_Excerpted data_:
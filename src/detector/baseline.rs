//! Rolling transaction-count baselines per ticker

use super::window::RollingWindow;
use crate::types::{BaselineEntry, DailyAggregate};
use chrono::NaiveDate;
use std::collections::BTreeMap;

/// Where the lookback window sits relative to the day it describes
#[derive(Debug, Clone, Copy, PartialEq, Eq)]
pub enum BaselineWindow {
    /// Window `[i - lookback + 1, i]`, including the day itself
    Trailing,
    /// Window `[i - lookback, i - 1]`, strictly before the day
    Prior,
}

impl BaselineWindow {
    pub fn as_str(&self) -> &'static str {
        match self {
            BaselineWindow::Trailing => "trailing",
            BaselineWindow::Prior => "prior",
        }
    }

    pub fn from_str(s: &str) -> Option<Self> {
        match s.trim().to_lowercase().as_str() {
            "trailing" => Some(BaselineWindow::Trailing),
            "prior" => Some(BaselineWindow::Prior),
            _ => None,
        }
    }
}

pub struct BaselineBuilder {
    lookback_days: usize,
    window: BaselineWindow,
}

impl BaselineBuilder {
    pub fn new(lookback_days: usize, window: BaselineWindow) -> Self {
        Self {
            lookback_days: lookback_days.max(1),
            window,
        }
    }

    pub fn lookback_days(&self) -> usize {
        self.lookback_days
    }

    /// Build every computable entry for one ticker's date-ordered history
    ///
    /// Days without a full window are omitted. Gaps in the calendar do not
    /// matter: the window counts records, not days.
    pub fn build(&self, ticker: &str, history: &[DailyAggregate]) -> Vec<BaselineEntry> {
        debug_assert!(history.windows(2).all(|w| w[0].date < w[1].date));

        let mut window = RollingWindow::new(self.lookback_days);
        let mut entries = Vec::new();

        for (i, day) in history.iter().enumerate() {
            if self.window == BaselineWindow::Trailing {
                window.push(day.transactions);
            }

            if window.is_full() {
                let prev_close = if i > 0 { Some(history[i - 1].close) } else { None };
                entries.push(BaselineEntry {
                    ticker: ticker.to_string(),
                    date: day.date,
                    avg_trades: window.mean().unwrap_or(0.0),
                    std_trades: window.sample_std(),
                    prev_close,
                    price_diff_pct: price_diff_pct(day.close, prev_close),
                });
            }

            if self.window == BaselineWindow::Prior {
                window.push(day.transactions);
            }
        }

        entries
    }

    /// Baselines for `date` across every ticker present in `rows`
    ///
    /// `rows` may hold any mix of tickers; they are grouped and ordered here.
    /// Tickers without enough history are skipped and counted.
    pub fn build_for_date(&self, date: NaiveDate, rows: Vec<DailyAggregate>) -> (Vec<BaselineEntry>, usize) {
        let mut by_ticker: BTreeMap<String, Vec<DailyAggregate>> = BTreeMap::new();
        for row in rows.into_iter().filter(|r| r.date <= date) {
            by_ticker.entry(row.ticker.clone()).or_default().push(row);
        }

        let mut entries = Vec::new();
        let mut insufficient = 0usize;

        for (ticker, mut history) in by_ticker {
            history.sort_by_key(|r| r.date);
            history.dedup_by_key(|r| r.date);

            // only tickers that traded on the target date get a baseline row
            if history.last().map(|r| r.date) != Some(date) {
                continue;
            }

            match self.build(&ticker, &history).into_iter().find(|e| e.date == date) {
                Some(entry) => entries.push(entry),
                None => insufficient += 1,
            }
        }

        (entries, insufficient)
    }
}

/// Build trailing-window baselines, the default placement
pub fn build_baseline(ticker: &str, history: &[DailyAggregate], lookback_days: usize) -> Vec<BaselineEntry> {
    BaselineBuilder::new(lookback_days, BaselineWindow::Trailing).build(ticker, history)
}

fn price_diff_pct(close: f64, prev_close: Option<f64>) -> f64 {
    match prev_close {
        Some(prev) if prev != 0.0 => (close - prev) / prev * 100.0,
        _ => 0.0,
    }
}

_Exercise brief_:
Lines wanted from the listing above: the line with "pub fn as_str(&self)" up to and including the line with "records, not days.". Please write them out exactly, adding nothing else.

_Written response_:
    pub fn as_str(&self) -> &'static str {
        match self {
            BaselineWindow::Trailing => "trailing",
            BaselineWindow::Prior => "prior",
        }
    }

    pub fn from_str(s: &str) -> Option<Self> {
        match s.trim().to_lowercase().as_str() {
            "trailing" => Some(BaselineWindow::Trailing),
            "prior" => Some(BaselineWindow::Prior),
            _ => None,
        }
    }
}

pub struct BaselineBuilder {
    lookback_days: usize,
    window: BaselineWindow,
}

impl BaselineBuilder {
    pub fn new(lookback_days: usize, window: BaselineWindow) -> Self {
        Self {
            lookback_days: lookback_days.max(1),
            window,
        }
    }

    pub fn lookback_days(&self) -> usize {
        self.lookback_days
    }

    /// Build every computable entry for one ticker's date-ordered history
    ///
    /// Days without a full window are omitted. Gaps in the calendar do not
    /// matter: the window counts records, not days.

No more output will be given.